Things Heard & Seen (2021)
Mistrust Your Senses
Based on the book All Things Cease to Appear by Elizabeth Brundage, Netflix’s new haunted house thriller ties together spiritual elements and domestic drama for a steady cohesion of terror. But with so many elements in the mix, does the story land effectively?
In Things Heard & Seen, Catherine Claire (Amanda Seyfried) sacrifices her artistic career when her husband George (James Norton) is offered a position teaching art history at a private college. The young couple, along with five-year-old daughter Franny (Ana Sophia Heger), leave Manhattan to move to a small town in upstate New York, but something seems off with their new home. It’s not long before Catherine discovers the 18th-century house has an ominous past and that her husband is also keeping secrets from her.
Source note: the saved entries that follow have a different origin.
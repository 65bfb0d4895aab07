use crate::{Dmat, Dvec, consts::WAVE};

pub mod linalg;

/// convert a mass-weighted hessian eigenvalue in Eh/(bohr²·amu) to a
/// frequency in cm⁻¹. negative eigenvalues give negative (imaginary)
/// frequencies
#[inline]
pub fn to_wavenumber(eigenvalue: f64) -> f64 {
    if eigenvalue < 0.0 {
        -WAVE * f64::sqrt(-eigenvalue)
    } else {
        WAVE * f64::sqrt(eigenvalue)
    }
}

/// square roots of the atomic masses repeated once for each cartesian axis
pub(crate) fn sqrt_masses(masses: &[f64]) -> Dvec {
    Dvec::from_iterator(
        3 * masses.len(),
        masses.iter().flat_map(|m| [m.sqrt(); 3]),
    )
}

/// the largest absolute difference between `mat` and its transpose along with
/// its position
pub(crate) fn max_asymmetry(mat: &Dmat) -> (usize, usize, f64) {
    let (rows, _) = mat.shape();
    let mut ret = (0, 0, 0.0);
    for i in 0..rows {
        for j in 0..i {
            let diff = (mat[(i, j)] - mat[(j, i)]).abs();
            if diff > ret.2 {
                ret = (i, j, diff);
            }
        }
    }
    ret
}

/// average `mat` with its transpose
pub(crate) fn symmetrize(mat: &Dmat) -> Dmat {
    0.5 * (mat + mat.transpose())
}
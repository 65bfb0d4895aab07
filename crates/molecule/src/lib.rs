//! Point-mass molecules and their rigid-body properties: center of mass,
//! inertia tensor, principal moments and axes, and rotor classification.

pub use atom::*;
pub use error::MoleculeError;
pub use inertia::*;
pub use rotor::Rotor;
use serde::{Deserialize, Serialize};


pub mod atom;
mod error;
pub mod inertia;
mod mol_traits;
pub mod rotor;

use nalgebra as na;

pub type Vec3 = na::Vector3<f64>;
pub type Mat3 = na::Matrix3<f64>;

/// Ångstrom per bohr, CODATA 2018
pub const ANGBOHR: f64 = 0.529177210903;

/// the largest principal moment, in amu·bohr², below which a molecule is
/// treated as a single atom
pub const ATOM_MOMENT_TOL: f64 = 1e-6;

/// ratio of the smallest to the largest principal moment below which a
/// molecule is linear
pub const LINEAR_RATIO_TOL: f64 = 1e-4;

/// relative tolerance for calling two principal moments equal when
/// classifying symmetric and spherical tops
pub const TOP_RATIO_TOL: f64 = 1e-4;

/// build a [Molecule] from whitespace-separated `mass x y z` groups
#[macro_export]
macro_rules! molecule {
    ($($mass:literal $x:literal $y:literal $z:literal)+) => {
	$crate::Molecule::new(vec![
	    $($crate::Atom::new($mass, $x, $y, $z),)*
	    ])
    };
}

#[derive(Clone, Default, Serialize, Deserialize)]
pub struct Molecule {
    pub atoms: Vec<Atom>,
}

fn close(a: f64, b: f64, eps: f64) -> bool {
    f64::abs(a - b) < eps
}

impl Molecule {
    pub fn new(atoms: Vec<Atom>) -> Self {
        Self { atoms }
    }

    /// build a `Molecule` from a slice of masses and a flat slice of
    /// coordinates, three per atom
    pub fn from_slices(
        masses: &[f64],
        coords: &[f64],
    ) -> Result<Self, MoleculeError> {
        if 3 * masses.len() != coords.len() {
            return Err(MoleculeError::Length {
                masses: masses.len(),
                coords: coords.len(),
            });
        }
        let atoms = masses
            .iter()
            .zip(coords.chunks_exact(3))
            .map(|(&m, c)| Atom::new(m, c[0], c[1], c[2]))
            .collect();
        let ret = Self { atoms };
        ret.validate()?;
        Ok(ret)
    }

    /// check that `self` has at least one atom, that every mass is positive,
    /// and that every coordinate is finite
    pub fn validate(&self) -> Result<(), MoleculeError> {
        if self.atoms.is_empty() {
            return Err(MoleculeError::Empty);
        }
        for (index, atom) in self.atoms.iter().enumerate() {
            if !atom.has_valid_mass() {
                return Err(MoleculeError::BadMass {
                    index,
                    mass: atom.mass,
                });
            }
            if !atom.coord().iter().all(|c| c.is_finite()) {
                return Err(MoleculeError::BadCoord { index });
            }
        }
        Ok(())
    }

    pub fn natoms(&self) -> usize {
        self.atoms.len()
    }

    /// return the mass of each atom as a vector
    pub fn masses(&self) -> Vec<f64> {
        self.atoms.iter().map(|a| a.mass).collect()
    }

    pub fn total_mass(&self) -> f64 {
        self.atoms.iter().map(|a| a.mass).sum()
    }

    /// compute the type of molecular rotor based on the ascending principal
    /// moments of inertia in `moms`. These tests are taken from the [Crawford
    /// Programming
    /// Projects](https://github.com/CrawfordGroup/ProgrammingProjects/blob/master/Project%2301/hints/step7-solution.md)
    pub fn rotor_type(&self, moms: &Vec3) -> Rotor {
        if self.atoms.len() == 1 || moms[2] < ATOM_MOMENT_TOL {
            return Rotor::Atom;
        }
        if moms[0] < LINEAR_RATIO_TOL * moms[2] {
            return if self.atoms.len() == 2 {
                Rotor::Diatomic
            } else {
                Rotor::Linear
            };
        }
        let eps = TOP_RATIO_TOL * moms[2];
        if close(moms[0], moms[1], eps) && close(moms[1], moms[2], eps) {
            Rotor::SphericalTop
        } else if close(moms[0], moms[1], eps) {
            Rotor::OblateSymmTop
        } else if close(moms[1], moms[2], eps) {
            Rotor::ProlateSymmTop
        } else {
            Rotor::AsymmTop
        }
    }

    /// compute the mass-weighted center of `self`
    pub fn com(&self) -> Vec3 {
        let mut sum = 0.0;
        let mut com = Vec3::zeros();
        for atom in &self.atoms {
            sum += atom.mass;
            com += atom.mass * atom.coord();
        }
        com / sum
    }

    /// compute the moment of inertia tensor about the origin
    pub fn moi(&self) -> Mat3 {
        let mut ret = Mat3::zeros();
        for &Atom { mass: w, x, y, z } in &self.atoms {
            // diagonal
            ret[(0, 0)] += w * (y * y + z * z);
            ret[(1, 1)] += w * (x * x + z * z);
            ret[(2, 2)] += w * (x * x + y * y);
            // off-diagonal
            ret[(1, 0)] -= w * x * y;
            ret[(2, 0)] -= w * x * z;
            ret[(2, 1)] -= w * y * z;
        }
        ret.fill_upper_triangle_with_lower_triangle();
        ret
    }

    /// translate each of the atoms in `self` by vec
    pub fn translate(&mut self, vec: Vec3) -> &mut Self {
        for atom in self.atoms.iter_mut() {
            *atom += vec;
        }
        self
    }

    /// return a copy of `self` translated so that its center of mass is at
    /// the origin
    pub fn centered(&self) -> Self {
        let mut ret = self.clone();
        let com = ret.com();
        ret.translate(-com);
        ret
    }

    /// convert the coordinates in `self` from Angstroms to Bohr
    pub fn to_bohr(&mut self) {
        for atom in self.atoms.iter_mut() {
            atom.x /= ANGBOHR;
            atom.y /= ANGBOHR;
            atom.z /= ANGBOHR;
        }
    }
}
Benefiting greatly from the performances of the two leads, this gothic horror film’s main focus is on a marriage falling apart. Similar to her last effort in the genre, Amanda Seyfried finds herself in another mysterious home and toxic relationship, but thankfully it’s a step up from 2020’s You Should Have Left. Here, marital turbulence leads to an eating disorder for Catherine, but we get to witness a once delicate character come into her own through the course of the film. She even befriends local orphan Eddy (Alex Neustaedter) to keep her company and give her a hand around the old farmhouse. Norton excels as the charismatic George Claire; the textbook definition of a bad husband. Both Seyfried and Norton put on captivating performances and it’s enjoyable watching their characters develop, for better or for worse.
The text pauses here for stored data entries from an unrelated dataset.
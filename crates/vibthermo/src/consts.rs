//! Physical constants (CODATA 2018) and the unit conversions built from them.
//! SI units unless noted otherwise.

use std::f64::consts::PI;

/// planck's constant in J·s
pub const PLANCK: f64 = 6.626_070_15e-34;

/// boltzmann's constant in J/K
pub const BOLTZMANN: f64 = 1.380_649e-23;

/// avogadro's number
pub const AVOGADRO: f64 = 6.022_140_76e23;

/// molar gas constant in J/(mol·K)
pub const GAS_CONSTANT: f64 = BOLTZMANN * AVOGADRO;

/// speed of light in cm/s, so that h·c·ν is in J for ν in cm⁻¹
pub const LIGHT_SPEED: f64 = 2.997_924_58e10;

/// atomic mass unit in kg
pub const AMU: f64 = 1.660_539_066_60e-27;

/// bohr radius in m
pub const BOHR: f64 = 0.529_177_210_903e-10;

/// hartree in J
pub const HARTREE: f64 = 4.359_744_722_2071e-18;

pub const HARTREE_TO_KJ_MOL: f64 = HARTREE * AVOGADRO / 1000.0;

/// amu·bohr² in kg·m²
pub const AMU_BOHR2: f64 = AMU * BOHR * BOHR;

/// converts the square root of a mass-weighted hessian eigenvalue in
/// Eh/(bohr²·amu) to cm⁻¹. pre-computed value of
/// `sqrt(HARTREE / (BOHR * BOHR * AMU)) / (2π · LIGHT_SPEED)`
pub const WAVE: f64 = 5_140.487_143_715_828;

/// 4π²c²·amu in mdyne/Å, giving a force constant from a frequency in cm⁻¹ and
/// a reduced mass in amu
pub const FORCE_CONST: f64 =
    4.0 * PI * PI * LIGHT_SPEED * LIGHT_SPEED * AMU / 100.0;

/// average moment of inertia in kg·m² limiting the free-rotor moment in
/// Grimme's quasi-RRHO treatment
pub const B_AV: f64 = 1.0e-44;

/// one liter in m³
pub const LITER: f64 = 1.0e-3;
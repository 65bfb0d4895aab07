//! Loading cartesian hessians and geometries from plain text files

use std::{fmt::Debug, fs::read_to_string, path::Path};

use molecule::{Molecule, MoleculeError};

use crate::{Dmat, Error};

fn read<P>(infile: P) -> Result<String, Error>
where
    P: AsRef<Path> + Debug,
{
    read_to_string(&infile).map_err(|source| Error::Io {
        path: infile.as_ref().display().to_string(),
        source,
    })
}

/// load a cartesian hessian for `n3n` coordinates from `infile`. see
/// [parse_hessian] for the accepted layouts
pub fn load_hessian<P>(infile: P, n3n: usize) -> Result<Dmat, Error>
where
    P: AsRef<Path> + Debug,
{
    let data = read(&infile)?;
    parse_hessian(&data, n3n)
        .map_err(|e| Error::Parse(format!("{infile:?}: {e}")))
}

/// parse whitespace-separated hessian elements. the elements can be either
/// the full `n3n` x `n3n` matrix in row-major order, the same preceded by a
/// two-number header as in a fort.15 file, or the lower triangle including
/// the diagonal row by row
pub fn parse_hessian(s: &str, n3n: usize) -> Result<Dmat, String> {
    let data = s
        .split_whitespace()
        .map(|w| match w.parse::<f64>() {
            Ok(x) if x.is_finite() => Ok(x),
            Ok(x) => Err(format!("{w:?}: element {x} is not finite")),
            Err(e) => Err(format!("{w:?}: {e}")),
        })
        .collect::<Result<Vec<_>, _>>()?;
    let dl = data.len();
    let full = n3n * n3n;
    let tri = n3n * (n3n + 1) / 2;
    if dl == full {
        Ok(Dmat::from_row_slice(n3n, n3n, &data))
    } else if dl == full + 2 {
        Ok(Dmat::from_row_slice(n3n, n3n, &data[2..]))
    } else if dl == tri {
        let mut ret = Dmat::zeros(n3n, n3n);
        let mut elems = data.into_iter();
        for i in 0..n3n {
            for j in 0..=i {
                let x = elems.next().unwrap_or_default();
                ret[(i, j)] = x;
                ret[(j, i)] = x;
            }
        }
        Ok(ret)
    } else {
        Err(format!(
            "wrong number of elements. found {dl}, expected {full} for the \
             full matrix or {tri} for the lower triangle"
        ))
    }
}

/// load a [Molecule] from `infile` containing one `mass x y z` line per atom,
/// with coordinates in bohr
pub fn load_molecule<P>(infile: P) -> Result<Molecule, Error>
where
    P: AsRef<Path> + Debug,
{
    let data = read(&infile)?;
    data.parse::<Molecule>().map_err(|e| match e {
        MoleculeError::Parse(_) => Error::Parse(format!("{infile:?}: {e}")),
        e => Error::DegenerateGeometry(e),
    })
}
//! Quasi-harmonic treatments of low-frequency modes, where the harmonic
//! oscillator entropy diverges as the frequency goes to zero

use std::f64::consts::PI;
use std::fmt::Display;

use serde::{Deserialize, Serialize};

use crate::consts::{B_AV, BOLTZMANN, GAS_CONSTANT, LIGHT_SPEED, PLANCK};

/// The quasi-harmonic correction to apply. `Truhlar` raises every real
/// frequency below the cutoff to the cutoff, changing the frequency used by
/// every later formula. `Grimme` leaves the frequencies alone and instead
/// blends each mode's harmonic entropy with a free-rotor entropy
#[derive(
    Clone, Copy, Debug, Default, PartialEq, Eq, Serialize, Deserialize,
)]
pub enum QuasiHarmonic {
    #[default]
    #[serde(alias = "none")]
    None,
    #[serde(alias = "truhlar")]
    Truhlar,
    #[serde(alias = "grimme")]
    Grimme,
}

impl QuasiHarmonic {
    #[must_use]
    pub fn is_active(&self) -> bool {
        !matches!(self, Self::None)
    }

    /// apply `self` to `freqs`. the output has the same length and order.
    /// imaginary (negative) frequencies are passed through unchanged
    pub fn correct(&self, freqs: &[f64], cutoff: f64) -> Vec<f64> {
        match self {
            Self::Truhlar => {
                freqs.iter().map(|&f| truhlar(f, cutoff)).collect()
            }
            Self::None | Self::Grimme => freqs.to_vec(),
        }
    }
}

impl Display for QuasiHarmonic {
    fn fmt(&self, f: &mut std::fmt::Formatter<'_>) -> std::fmt::Result {
        write!(
            f,
            "{}",
            match self {
                QuasiHarmonic::None => "none",
                QuasiHarmonic::Truhlar => "truhlar",
                QuasiHarmonic::Grimme => "grimme",
            }
        )
    }
}

/// free-function form of [QuasiHarmonic::correct]
pub fn correct(freqs: &[f64], scheme: QuasiHarmonic, cutoff: f64) -> Vec<f64> {
    scheme.correct(freqs, cutoff)
}

/// max(ν, cutoff) for real frequencies. imaginary ones are left alone
#[inline]
pub fn truhlar(freq: f64, cutoff: f64) -> f64 {
    if freq >= 0.0 { freq.max(cutoff) } else { freq }
}

/// Grimme's damping weight w(ν) = 1 / (1 + (cutoff/ν)⁴). w(cutoff) = 0.5, w
/// goes to 1 for ν ≫ cutoff and to 0 as ν goes to 0
#[inline]
pub fn damping(freq: f64, cutoff: f64) -> f64 {
    if freq <= 0.0 {
        return 0.0;
    }
    1.0 / (1.0 + (cutoff / freq).powi(4))
}

/// entropy in J/(mol·K) of a free rotor whose moment of inertia is that of a
/// harmonic oscillator with frequency `freq` in cm⁻¹, μ = h / (8π²νc),
/// limited by [B_AV]
pub fn free_rotor_entropy(freq: f64, temp: f64) -> f64 {
    let mu = PLANCK / (8.0 * PI * PI * freq * LIGHT_SPEED);
    let mu_prime = mu * B_AV / (mu + B_AV);
    let factor =
        8.0 * PI.powi(3) * mu_prime * BOLTZMANN * temp / PLANCK.powi(2);
    GAS_CONSTANT * (0.5 + factor.sqrt().ln())
}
There’s an uneasiness throughout the two-hour runtime, thanks to the editing of sequences and movements. The stylized house, located in the Hudson River Valley, is both charming and isolating in appearance. Larry Smith’s brilliant cinematography, matched with impressive camera work by directing duo Shari Springer Berman and Robert Pulcini, creates a truly chilling atmosphere. While a few of the visual effects don’t exactly hit the mark, the overall tone of the film can be compared to The Amityville Horror, The Shining, and The Conjuring.
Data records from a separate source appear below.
use crate::auth::{create_access_token, hash_password, verify_password};
use crate::error::ApiError;
use crate::state::AppState;
use crate::web::api::middleware::CurrentUser;
use crate::web::api::{created, ok};
use axum::{Json, extract::State, response::Response};
use gjort_common::validation::validate_registration;
use gjort_db::{UserRepo, is_unique_violation};
use serde::Deserialize;
use serde_json::json;
use std::sync::Arc;
use uuid::Uuid;

const BAD_CREDENTIALS: &str = "Invalid email or password";

#[derive(Debug, Deserialize)]
pub struct RegisterRequest {
    pub username: String,
    pub email: String,
    pub password: String,
}

#[derive(Debug, Deserialize)]
pub struct LoginRequest {
    pub email: String,
    pub password: String,
}

/// POST /api/auth/register
#[tracing::instrument(skip(state, req))]
pub async fn register(
    State(state): State<Arc<AppState>>,
    Json(req): Json<RegisterRequest>,
) -> Result<Response, ApiError> {
    let errors = validate_registration(&req.username, &req.email, &req.password);
    if !errors.is_empty() {
        return Err(ApiError::Validation(errors));
    }

    // Friendly duplicate checks up front; the unique indexes still
    // backstop concurrent registrations.
    if UserRepo::get_by_username(&state.pool, &req.username)
        .await?
        .is_some()
    {
        return Err(ApiError::Conflict("Username already taken"));
    }
    if UserRepo::get_by_email(&state.pool, &req.email)
        .await?
        .is_some()
    {
        return Err(ApiError::Conflict("Email already registered"));
    }

    let password_hash = hash_password(&req.password)?;
    let user = match UserRepo::create(
        &state.pool,
        Uuid::new_v4(),
        &req.username,
        &req.email,
        &password_hash,
    )
    .await
    {
        Ok(user) => user,
        Err(e) if is_unique_violation(&e) => {
            return Err(ApiError::Conflict("Username or email already taken"));
        }
        Err(e) => return Err(ApiError::Internal(e)),
    };

    let token = create_access_token(&user.user_id.to_string(), &state.config.auth.jwt_secret)?;

    tracing::info!("Registered user {}", user.user_id);
    Ok(created(
        "User registered",
        json!({"user": user.to_user(), "token": token}),
    ))
}

/// POST /api/auth/login
#[tracing::instrument(skip(state, req))]
pub async fn login(
    State(state): State<Arc<AppState>>,
    Json(req): Json<LoginRequest>,
) -> Result<Response, ApiError> {
    // Unknown email and wrong password are indistinguishable to the caller
    let user = UserRepo::get_by_email(&state.pool, &req.email)
        .await?
        .ok_or(ApiError::Unauthenticated(BAD_CREDENTIALS))?;

    if !verify_password(&req.password, &user.password_hash)? {
        return Err(ApiError::Unauthenticated(BAD_CREDENTIALS));
    }

    let token = create_access_token(&user.user_id.to_string(), &state.config.auth.jwt_secret)?;

    Ok(ok(
        "Login successful",
        json!({"user": user.to_user(), "token": token}),
    ))
}

/// GET /api/auth/verify
#[tracing::instrument(skip_all)]
pub async fn verify(user: CurrentUser) -> Response {
    ok("Token is valid", json!({"user": user.0.to_user()}))
}
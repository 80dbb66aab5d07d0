//! Input validation for the API payloads.
//!
//! Every function accumulates human-readable messages for each rule the
//! payload breaks, so the API can return them all at once instead of
//! failing on the first.

pub const USERNAME_MIN: usize = 3;
pub const USERNAME_MAX: usize = 20;
pub const PASSWORD_MIN: usize = 6;
pub const PASSWORD_MAX: usize = 128;
pub const TITLE_MAX: usize = 100;
pub const DESCRIPTION_MAX: usize = 500;

/// Validate a registration payload. Empty result means the payload is ok.
pub fn validate_registration(username: &str, email: &str, password: &str) -> Vec<String> {
    let mut errors = Vec::new();
    errors.extend(validate_username(username));
    if !is_valid_email(email) {
        errors.push("email must be a valid email address".to_string());
    }
    errors.extend(validate_password(password));
    errors
}

/// Validate a new-todo payload.
pub fn validate_new_todo(title: &str, description: Option<&str>) -> Vec<String> {
    let mut errors = validate_title(title);
    if let Some(desc) = description {
        errors.extend(validate_description(desc));
    }
    errors
}

/// Validate a partial todo update. Absent fields are not checked.
pub fn validate_todo_update(title: Option<&str>, description: Option<&str>) -> Vec<String> {
    let mut errors = Vec::new();
    if let Some(title) = title {
        errors.extend(validate_title(title));
    }
    if let Some(desc) = description {
        errors.extend(validate_description(desc));
    }
    errors
}

fn validate_username(username: &str) -> Vec<String> {
    let mut errors = Vec::new();
    if username.len() < USERNAME_MIN || username.len() > USERNAME_MAX {
        errors.push(format!(
            "username must be between {USERNAME_MIN} and {USERNAME_MAX} characters"
        ));
    }
    if !username
        .chars()
        .all(|c| c.is_ascii_alphanumeric() || c == '_')
    {
        errors.push("username may only contain letters, digits and underscores".to_string());
    }
    errors
}

fn validate_password(password: &str) -> Vec<String> {
    if password.len() < PASSWORD_MIN {
        vec![format!("password must be at least {PASSWORD_MIN} characters")]
    } else if password.len() > PASSWORD_MAX {
        vec![format!("password must be at most {PASSWORD_MAX} characters")]
    } else {
        Vec::new()
    }
}

fn validate_title(title: &str) -> Vec<String> {
    if title.trim().is_empty() {
        vec!["title must not be empty".to_string()]
    } else if title.chars().count() > TITLE_MAX {
        vec![format!("title must be at most {TITLE_MAX} characters")]
    } else {
        Vec::new()
    }
}

fn validate_description(description: &str) -> Vec<String> {
    if description.chars().count() > DESCRIPTION_MAX {
        vec![format!(
            "description must be at most {DESCRIPTION_MAX} characters"
        )]
    } else {
        Vec::new()
    }
}

/// Structural email check: one `@`, non-empty local part, dotted domain.
pub fn is_valid_email(email: &str) -> bool {
    let Some((local, domain)) = email.split_once('@') else {
        return false;
    };
    if local.is_empty() || domain.is_empty() {
        return false;
    }
    if domain.contains('@') || email.contains(char::is_whitespace) {
        return false;
    }
    if domain.starts_with('.') || domain.ends_with('.') {
        return false;
    }
    domain.contains('.')
}

#[cfg(test)]
mod tests {
    use super::*;

    #[test]
    fn test_valid_registration() {
        let errors = validate_registration("alice", "a@x.com", "secret1");
        assert!(errors.is_empty(), "unexpected errors: {errors:?}");
    }

    #[test]
    fn test_username_too_short() {
        let errors = validate_registration("ab", "a@x.com", "secret1");
        assert_eq!(errors.len(), 1);
        assert!(errors[0].contains("between 3 and 20"));
    }

    #[test]
    fn test_username_too_long() {
        let errors = validate_registration(&"a".repeat(21), "a@x.com", "secret1");
        assert_eq!(errors.len(), 1);
    }

    #[test]
    fn test_username_bad_characters() {
        let errors = validate_registration("al ice", "a@x.com", "secret1");
        assert!(errors.iter().any(|e| e.contains("letters, digits")));
        let errors = validate_registration("al-ice", "a@x.com", "secret1");
        assert!(errors.iter().any(|e| e.contains("letters, digits")));
    }

    #[test]
    fn test_username_underscore_ok() {
        assert!(validate_registration("al_ice_9", "a@x.com", "secret1").is_empty());
    }

    #[test]
    fn test_password_too_short() {
        let errors = validate_registration("alice", "a@x.com", "short");
        assert_eq!(errors.len(), 1);
        assert!(errors[0].contains("at least 6"));
    }

    #[test]
    fn test_multiple_errors_accumulate() {
        let errors = validate_registration("a!", "not-an-email", "x");
        assert_eq!(errors.len(), 4);
    }

    #[test]
    fn test_email_shapes() {
        assert!(is_valid_email("a@x.com"));
        assert!(is_valid_email("first.last@sub.example.co"));
        assert!(!is_valid_email("plain"));
        assert!(!is_valid_email("@x.com"));
        assert!(!is_valid_email("a@"));
        assert!(!is_valid_email("a@nodot"));
        assert!(!is_valid_email("a@.com"));
        assert!(!is_valid_email("a@x.com."));
        assert!(!is_valid_email("a@b@c.com"));
        assert!(!is_valid_email("a b@x.com"));
    }

    #[test]
    fn test_new_todo_ok() {
        assert!(validate_new_todo("Buy milk", None).is_empty());
        assert!(validate_new_todo("Buy milk", Some("2 litres, semi-skimmed")).is_empty());
    }

    #[test]
    fn test_new_todo_empty_title() {
        let errors = validate_new_todo("", None);
        assert_eq!(errors.len(), 1);
        assert!(errors[0].contains("must not be empty"));
        // Whitespace-only counts as empty
        assert_eq!(validate_new_todo("   ", None).len(), 1);
    }

    #[test]
    fn test_new_todo_title_at_limit() {
        assert!(validate_new_todo(&"x".repeat(TITLE_MAX), None).is_empty());
        assert_eq!(validate_new_todo(&"x".repeat(TITLE_MAX + 1), None).len(), 1);
    }

    #[test]
    fn test_new_todo_description_at_limit() {
        assert!(validate_new_todo("t", Some(&"d".repeat(DESCRIPTION_MAX))).is_empty());
        assert_eq!(
            validate_new_todo("t", Some(&"d".repeat(DESCRIPTION_MAX + 1))).len(),
            1
        );
    }

    #[test]
    fn test_update_absent_fields_skip_checks() {
        assert!(validate_todo_update(None, None).is_empty());
        assert!(validate_todo_update(Some("new title"), None).is_empty());
    }

    #[test]
    fn test_update_present_fields_checked() {
        assert_eq!(validate_todo_update(Some(""), None).len(), 1);
        assert_eq!(
            validate_todo_update(None, Some(&"d".repeat(DESCRIPTION_MAX + 1))).len(),
            1
        );
    }
}
use anyhow::{Context, Result};
use gjort_db::{create_pool, run_migrations};
use gjort_server::config::load_config;
use gjort_server::state::AppState;
use gjort_server::web::build_router;

#[tokio::main]
async fn main() -> Result<()> {
    // Initialize tracing
    tracing_subscriber::fmt()
        .with_env_filter(
            tracing_subscriber::EnvFilter::try_from_default_env()
                .unwrap_or_else(|_| tracing_subscriber::EnvFilter::new("info")),
        )
        .init();

    tracing::info!("Starting gjort server");

    // Load configuration
    let config_path =
        std::env::var("GJORT_CONFIG").unwrap_or_else(|_| "server-config.yaml".to_string());

    tracing::info!("Loading config from: {}", config_path);
    let config = load_config(&config_path)?;

    // Create database pool
    tracing::info!("Connecting to database...");
    let pool = create_pool(&config.db.url)
        .await
        .context("Failed to create database pool")?;

    // Run migrations
    tracing::info!("Running database migrations...");
    run_migrations(&pool)
        .await
        .context("Failed to run migrations")?;

    // Build application state and router
    let listen = config.listen.clone();
    let state = AppState::new(pool, config);
    let app = build_router(state);

    // Start server with graceful shutdown
    let listener = tokio::net::TcpListener::bind(&listen)
        .await
        .with_context(|| format!("Failed to bind to {}", listen))?;

    tracing::info!("Server listening on {}", listen);

    axum::serve(listener, app)
        .with_graceful_shutdown(shutdown_signal())
        .await
        .context("Server error")?;

    Ok(())
}

async fn shutdown_signal() {
    let ctrl_c = async {
        tokio::signal::ctrl_c()
            .await
            .expect("Failed to install Ctrl+C handler");
    };

    #[cfg(unix)]
    let terminate = async {
        tokio::signal::unix::signal(tokio::signal::unix::SignalKind::terminate())
            .expect("Failed to install SIGTERM handler")
            .recv()
            .await;
    };

    #[cfg(not(unix))]
    let terminate = std::future::pending::<()>();

    tokio::select! {
        _ = ctrl_c => {},
        _ = terminate => {},
    }

    tracing::info!("Shutdown signal received, stopping...");
}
With the relationship drama between Catherine and George at the forefront, the spiritual element falls flat. We’re introduced to ghosts that end up doing minimal haunting, and a séance sequence that feels like an afterthought. The film is nicely paced, with a sense of mystery throughout, but the final moments seem rushed and lack intensity. Because there are so many different topics to cover, the film doesn’t feel fully fleshed out. It may have been more successful in the form of a Netflix series.
Even with a few stones left unturned, Thing Heard & Seen manages to make an impression. It’s an atmospheric tale about history repeating itself, showcasing the significance of good over evil. A perfectly adequate entry in the psychological horror genre.